Medulloblastoma (MB), the most common malignant pediatric brain tumor, is categorized into four molecular subgroups. Given the high rate of metastatic dissemination at diagnosis and recurrence in Group 3 MBs, these patients have the worst clinical outcome with a 5-year survivorship of approximately 50%. By adapting the existing COG (Children’s Oncology Group) Protocol for children with newly diagnosed high-risk MB, for treatment of immuno-deficient mice intracranially engrafted with human MB brain tumour initiating cells we aim to identify and characterize the treatment-refractory cell population in Group 3 MBs.
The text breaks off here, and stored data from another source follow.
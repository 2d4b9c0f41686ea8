//! Pin assignments and thresholds, as used by the device layer.
//!
//! `None` disables a device slot. Light and soil moisture slots hold MCP3008
//! channel numbers; every other slot is a BCM GPIO number.

use crate::models::device::{ActuatorKind, Device, SensorKind};
use serde::Serialize;

pub const ADC_CHANNELS: u8 = 8;

/// Stored alongside the pins but never consumed by the device or collection layers.
#[derive(Debug, Clone, Copy, PartialEq, Eq, Serialize)]
pub struct Thresholds {
    pub light: i32,
    pub humidity_low: i32,
    pub humidity_high: i32,
    pub temperature_low: i32,
    pub temperature_high: i32,
    pub water_level_low: i32,
    pub dry_soil: i32,
    pub watered_soil: i32,
}

impl Default for Thresholds {
    fn default() -> Self {
        Self {
            light: 500,
            humidity_low: 40,
            humidity_high: 60,
            temperature_low: 65,
            temperature_high: 80,
            water_level_low: 10,
            dry_soil: 700,
            watered_soil: 300,
        }
    }
}

#[derive(Debug, Clone, PartialEq, Eq, Default, Serialize)]
pub struct PinConfig {
    pub light_sensor: Option<u8>,
    pub humidity_sensor: Option<u8>,
    pub temperature_sensor: Option<u8>,
    pub ultrasonic_trigger: Option<u8>,
    pub ultrasonic_echo: Option<u8>,
    pub soil_moisture_sensor: Option<u8>,
    pub light: Option<u8>,
    pub water: Option<u8>,
    pub humidifier: Option<u8>,
    pub heater: Option<u8>,
    pub thresholds: Thresholds,
}

impl PinConfig {
    /// Wiring written to storage on first start when no configuration row exists.
    pub fn default_wiring() -> Self {
        Self {
            light_sensor: Some(0),
            humidity_sensor: Some(6),
            temperature_sensor: Some(4),
            ultrasonic_trigger: Some(23),
            ultrasonic_echo: Some(24),
            soil_moisture_sensor: Some(1),
            light: Some(18),
            water: Some(17),
            humidifier: Some(27),
            heater: Some(22),
            thresholds: Thresholds::default(),
        }
    }

    /// A configuration with every slot empty except `device`, wired to `pins`.
    ///
    /// The ultrasonic sensor takes `[trigger, echo]`; every other device takes one pin.
    pub fn only(device: Device, pins: &[u8]) -> Result<Self, String> {
        let mut config = Self::default();
        config.assign(device, pins)?;
        Ok(config)
    }

    pub fn assign(&mut self, device: Device, pins: &[u8]) -> Result<(), String> {
        let expected = match device {
            Device::Sensor(SensorKind::WaterLevel) => 2,
            _ => 1,
        };
        if pins.len() != expected {
            return Err(format!(
                "{} needs {} pin(s), got {}",
                device,
                expected,
                pins.len()
            ));
        }
        let pin = Some(pins[0]);
        match device {
            Device::Sensor(SensorKind::Light) => self.light_sensor = pin,
            Device::Sensor(SensorKind::Temperature) => self.temperature_sensor = pin,
            Device::Sensor(SensorKind::Humidity) => self.humidity_sensor = pin,
            Device::Sensor(SensorKind::WaterLevel) => {
                self.ultrasonic_trigger = pin;
                self.ultrasonic_echo = Some(pins[1]);
            }
            Device::Sensor(SensorKind::SoilMoisture) => self.soil_moisture_sensor = pin,
            Device::Actuator(ActuatorKind::Light) => self.light = pin,
            Device::Actuator(ActuatorKind::Atomizer) => self.humidifier = pin,
            Device::Actuator(ActuatorKind::Heater) => self.heater = pin,
            Device::Actuator(ActuatorKind::WaterPump) => self.water = pin,
        }
        self.check_adc_channels()
    }

    pub fn actuator_pin(&self, kind: ActuatorKind) -> Option<u8> {
        match kind {
            ActuatorKind::Light => self.light,
            ActuatorKind::Atomizer => self.humidifier,
            ActuatorKind::Heater => self.heater,
            ActuatorKind::WaterPump => self.water,
        }
    }

    /// Every GPIO line claimed by this configuration, in slot order.
    /// ADC channels are not GPIO lines; the MCP3008 behind them is selected
    /// through `adc_cs_pin`, claimed once by the first configured analog sensor.
    pub fn gpio_claims(&self, adc_cs_pin: u8) -> Vec<(u8, Device)> {
        let adc_select = [
            (self.light_sensor, SensorKind::Light),
            (self.soil_moisture_sensor, SensorKind::SoilMoisture),
        ]
        .into_iter()
        .find(|(channel, _)| channel.is_some())
        .map(|(_, kind)| (adc_cs_pin, Device::Sensor(kind)));

        let slots = [
            (self.temperature_sensor, Device::Sensor(SensorKind::Temperature)),
            (self.humidity_sensor, Device::Sensor(SensorKind::Humidity)),
            (self.ultrasonic_trigger, Device::Sensor(SensorKind::WaterLevel)),
            (self.ultrasonic_echo, Device::Sensor(SensorKind::WaterLevel)),
            (self.light, Device::Actuator(ActuatorKind::Light)),
            (self.water, Device::Actuator(ActuatorKind::WaterPump)),
            (self.humidifier, Device::Actuator(ActuatorKind::Atomizer)),
            (self.heater, Device::Actuator(ActuatorKind::Heater)),
        ];
        adc_select
            .into_iter()
            .chain(slots.into_iter().filter_map(|(pin, device)| pin.map(|p| (p, device))))
            .collect()
    }

    pub(crate) fn check_adc_channels(&self) -> Result<(), String> {
        for (channel, name) in [
            (self.light_sensor, "light_pin_in"),
            (self.soil_moisture_sensor, "soil_moisture_pin_in"),
        ] {
            if let Some(ch) = channel
                && ch >= ADC_CHANNELS
            {
                return Err(format!("{name}={ch} is not an MCP3008 channel (0-{})", ADC_CHANNELS - 1));
            }
        }
        Ok(())
    }
}

#[cfg(test)]
mod tests {
    use super::*;

    #[test]
    fn only_assigns_a_single_slot() {
        let config = PinConfig::only(Device::Actuator(ActuatorKind::WaterPump), &[17]).unwrap();
        assert_eq!(config.water, Some(17));
        assert_eq!(config.gpio_claims(5), vec![(17, Device::Actuator(ActuatorKind::WaterPump))]);
        assert_eq!(config.light_sensor, None);
    }

    #[test]
    fn ultrasonic_needs_two_pins() {
        let device = Device::Sensor(SensorKind::WaterLevel);
        assert!(PinConfig::only(device, &[23]).is_err());
        let config = PinConfig::only(device, &[23, 24]).unwrap();
        assert_eq!((config.ultrasonic_trigger, config.ultrasonic_echo), (Some(23), Some(24)));
    }

    #[test]
    fn rejects_out_of_range_adc_channel() {
        let err = PinConfig::only(Device::Sensor(SensorKind::SoilMoisture), &[8]).unwrap_err();
        assert!(err.contains("soil_moisture_pin_in"), "{err}");
    }

    #[test]
    fn analog_sensors_claim_the_chip_select_once() {
        let mut config = PinConfig::only(Device::Sensor(SensorKind::SoilMoisture), &[1]).unwrap();
        assert_eq!(config.gpio_claims(5), vec![(5, Device::Sensor(SensorKind::SoilMoisture))]);
        config.light_sensor = Some(0);
        assert_eq!(config.gpio_claims(7), vec![(7, Device::Sensor(SensorKind::Light))]);
    }

    #[test]
    fn default_wiring_has_no_gpio_conflicts() {
        let claims = PinConfig::default_wiring().gpio_claims(5);
        let mut pins: Vec<u8> = claims.iter().map(|(p, _)| *p).collect();
        pins.sort_unstable();
        pins.dedup();
        assert_eq!(pins.len(), claims.len());
    }
}
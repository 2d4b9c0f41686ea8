//! DS18B20 one-wire temperature probe read through sysfs.

use super::context::{DeviceContext, OneWireSettings};
use super::sensor::{Sensor, SensorError};
use crate::hal::Wiring;
use crate::models::device::SensorKind;
use std::fs;
use std::path::PathBuf;

pub const SIMULATED_FAHRENHEIT: f64 = 72.0;
const FAMILY_PREFIX: &str = "28-";

/// The data line is fixed by the kernel's one-wire overlay; the configured
/// pin only enables the sensor.
pub struct TemperatureSensor {
    wiring: Wiring<OneWireSettings>,
}

impl TemperatureSensor {
    pub fn new(ctx: &DeviceContext) -> Self {
        let wiring = if ctx.simulation {
            Wiring::Simulated
        } else {
            Wiring::Physical(ctx.onewire.clone())
        };
        Self { wiring }
    }
}

impl Sensor for TemperatureSensor {
    fn kind(&self) -> SensorKind {
        SensorKind::Temperature
    }

    fn measure(&mut self) -> Result<f64, SensorError> {
        let settings = match &self.wiring {
            Wiring::Simulated => return Ok(SIMULATED_FAHRENHEIT),
            Wiring::Physical(settings) => settings,
        };
        let path = device_file(settings)?;
        let contents =
            fs::read_to_string(&path).map_err(|e| SensorError::Io(format!("{}: {}", path.display(), e)))?;
        parse_w1_slave(&contents)
    }
}

fn device_file(settings: &OneWireSettings) -> Result<PathBuf, SensorError> {
    if let Some(id) = &settings.sensor_id {
        return Ok(settings.devices_dir.join(id).join("w1_slave"));
    }

    let entries = fs::read_dir(&settings.devices_dir)
        .map_err(|e| SensorError::Io(format!("{}: {}", settings.devices_dir.display(), e)))?;
    let mut candidates: Vec<PathBuf> = entries
        .filter_map(|entry| entry.ok())
        .filter(|entry| entry.file_name().to_string_lossy().starts_with(FAMILY_PREFIX))
        .map(|entry| entry.path())
        .collect();
    candidates.sort();
    candidates
        .into_iter()
        .next()
        .map(|dir| dir.join("w1_slave"))
        .ok_or_else(|| {
            SensorError::Io(format!(
                "no {}* device under {}",
                FAMILY_PREFIX,
                settings.devices_dir.display()
            ))
        })
}

/// Parse the two-line `w1_slave` format into degrees Fahrenheit.
pub fn parse_w1_slave(contents: &str) -> Result<f64, SensorError> {
    let mut lines = contents.lines();
    let crc_line = lines.next().unwrap_or_default();
    if !crc_line.trim_end().ends_with("YES") {
        return Err(SensorError::Checksum);
    }

    let data_line = lines.next().unwrap_or_default();
    let (_, raw) = data_line
        .split_once("t=")
        .ok_or_else(|| SensorError::InvalidData("missing t= token".to_string()))?;
    let millidegrees: f64 = raw
        .trim()
        .parse()
        .map_err(|_| SensorError::InvalidData(format!("unparseable temperature {:?}", raw.trim())))?;

    let celsius = millidegrees / 1000.0;
    Ok(celsius * 9.0 / 5.0 + 32.0)
}
//! Recording transport for unit tests

use async_trait::async_trait;
use serde_json::Value;
use tokio::sync::Mutex;

use super::Transport;
use crate::{Error, Result};

/// A request seen by [`MockTransport`]
#[derive(Debug, Clone, PartialEq)]
pub enum Recorded {
    Get {
        path: String,
        query: Vec<(String, String)>,
    },
    Post {
        path: String,
        body: Value,
    },
}

type Responder = Box<dyn Fn(&Recorded) -> Result<Value> + Send + Sync>;

/// Transport that records every call and answers from a responder
pub struct MockTransport {
    calls: Mutex<Vec<Recorded>>,
    responder: Responder,
}

impl MockTransport {
    pub fn new<F>(responder: F) -> Self
    where
        F: Fn(&Recorded) -> Result<Value> + Send + Sync + 'static,
    {
        Self {
            calls: Mutex::new(Vec::new()),
            responder: Box::new(responder),
        }
    }

    /// Answer every request with `body`
    pub fn replying(body: Value) -> Self {
        Self::new(move |_| Ok(body.clone()))
    }

    /// Fail every request with `status`
    pub fn failing(status: u16) -> Self {
        Self::new(move |_| {
            Err(Error::Status {
                status,
                body: "Internal Server Error".to_string(),
            })
        })
    }

    pub async fn calls(&self) -> Vec<Recorded> {
        self.calls.lock().await.clone()
    }

    async fn record(&self, call: Recorded) -> Result<Value> {
        let reply = (self.responder)(&call);
        self.calls.lock().await.push(call);
        reply
    }
}

#[async_trait]
impl Transport for MockTransport {
    async fn get(&self, path: &str, query: &[(String, String)]) -> Result<Value> {
        self.record(Recorded::Get {
            path: path.to_string(),
            query: query.to_vec(),
        })
        .await
    }

    async fn post_json(&self, path: &str, body: &Value) -> Result<Value> {
        self.record(Recorded::Post {
            path: path.to_string(),
            body: body.clone(),
        })
        .await
    }
}
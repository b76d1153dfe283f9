use std::process::ExitCode;

use clap::{Parser, Subcommand};
use tracing_subscriber::EnvFilter;

use boot_dashboard::pages::{BackendDate, boot, boot_job, job};
use boot_dashboard::{BackendConfig, Board, Dispatcher, PageContext};

/// bootboard - load build and boot report dashboards from the backend
#[derive(Parser)]
#[command(name = "bootboard", version, about)]
struct Cli {
    /// Backend base URL (overrides the config file)
    #[arg(long, env = "DASHBOARD_BACKEND_URL", global = true)]
    backend_url: Option<String>,

    /// Increase verbosity (-v, -vv, -vvv)
    #[arg(short, long, action = clap::ArgAction::Count, global = true)]
    verbose: u8,

    #[command(subcommand)]
    command: Command,
}

#[derive(Subcommand)]
enum Command {
    /// Boot reports of a job, with PASS/FAIL counts per kernel
    BootJob {
        /// Job (tree) to load, e.g. "mainline"
        #[arg(short, long, env = "DASHBOARD_JOB")]
        job: String,

        /// Only include reports from the last N days
        #[arg(short, long, env = "DASHBOARD_DATE_RANGE")]
        date_range: Option<u32>,
    },
    /// Build and defconfig totals of a job, with its builds
    Job {
        /// Job (tree) to load
        #[arg(short, long, env = "DASHBOARD_JOB")]
        job: String,

        /// Days to cover (default 15)
        #[arg(short, long, env = "DASHBOARD_DATE_RANGE")]
        date_range: Option<u32>,
    },
    /// Detail of one boot report
    Boot {
        #[arg(long)]
        board: String,
        #[arg(short, long)]
        job: String,
        #[arg(short, long)]
        kernel: String,
        #[arg(long)]
        defconfig: String,
    },
}

#[tokio::main(flavor = "current_thread")]
async fn main() -> ExitCode {
    let cli = Cli::parse();

    // Set up logging based on verbosity
    let filter = match cli.verbose {
        0 => "warn,boot_dashboard=info",
        1 => "info,boot_dashboard=debug",
        2 => "debug",
        _ => "trace",
    };

    tracing_subscriber::fmt()
        .with_env_filter(EnvFilter::new(filter))
        .with_writer(std::io::stderr)
        .init();

    match run(cli).await {
        Ok(()) => ExitCode::SUCCESS,
        Err(e) => {
            tracing::error!("fatal: {e}");
            ExitCode::FAILURE
        }
    }
}

fn page_context(job: String, date_range: Option<u32>) -> PageContext {
    let ctx = PageContext::new(job);
    match date_range {
        Some(days) => ctx.with_date_range(days),
        None => ctx,
    }
}

async fn run(cli: Cli) -> anyhow::Result<()> {
    let config = BackendConfig::load(cli.backend_url)?;
    tracing::debug!(backend = %config.backend_url, batch_path = %config.batch_path, "loaded configuration");

    let dispatcher = Dispatcher::from_config(&config)?;
    let board = Board::new();

    match cli.command {
        Command::BootJob { job, date_range } => {
            let ctx = page_context(job, date_range);
            let result = boot_job::load(&dispatcher, &ctx, &board).await;
            print!("{}", board.render());

            let page = result?;
            for (i, kernel) in page.kernels.iter().enumerate() {
                let created = kernel
                    .created_at()
                    .map_or_else(|| "-".to_string(), |t| t.format("%Y-%m-%d").to_string());
                let pass = board
                    .get(&boot_job::success_target(i))
                    .map_or_else(String::new, |c| c.text().to_string());
                let fail = board
                    .get(&boot_job::fail_target(i))
                    .map_or_else(String::new, |c| c.text().to_string());
                println!("{:<40} {created:>10} pass {pass:>5} fail {fail:>5}", kernel.kernel);
            }
        }
        Command::Job {
            job: name,
            date_range,
        } => {
            let ctx = page_context(name, date_range);
            let result = job::load(&dispatcher, &ctx, &board).await;
            print!("{}", board.render());

            for build in result?.builds {
                let created = build
                    .created_on
                    .and_then(BackendDate::to_utc)
                    .map_or_else(|| "-".to_string(), |t| t.format("%Y-%m-%d").to_string());
                println!(
                    "{:<40} {:<20} {:<12} {created:>10} {}",
                    build.kernel,
                    build.metadata.git_branch.as_deref().unwrap_or("-"),
                    build.metadata.git_commit.as_deref().unwrap_or("-"),
                    build.status.as_deref().unwrap_or("UNKNOWN"),
                );
            }
        }
        Command::Boot {
            board: board_name,
            job,
            kernel,
            defconfig,
        } => {
            let id = boot::BootId::new(board_name, job, kernel, defconfig);
            let result = boot::load(&dispatcher, &id, &board).await;
            print!("{}", board.render());
            result?;
        }
    }

    Ok(())
}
Mice were sacrificed at multiple time points during the course of tumor development and therapy: (i) at engraftment; (ii) post-radiation; (iii) post-radiation and chemotherapy; and (iv) at MB recurrence. MB cell populations recovered separately from brains and spines were comprehensively profiled for gene expression analysis, stem cell and molecular features to generate a global, comparative profile of MB cells through therapy. We report a higher expression of CD133, Sox2 and Bmi1 in addition to increased self-renewal capacity following chemoradiotherapy treatment. The enrichment map constructed from global gene expression analysis showed an increase in pathways regulating self-renewal, DNA repair and chemoresistance post-therapy despite the apparent decrease in tumour size and vascularity. Additionally, from gene expression at MB recurrence, we identified a list of genes that negatively correlate with survival in patients diagnosed with Group 3 MB. A differential genomic profile of the “treatment-responsive” tumors against those that fail therapy may contribute to discovery of novel therapeutic approaches for the most aggressive subgroup of MB.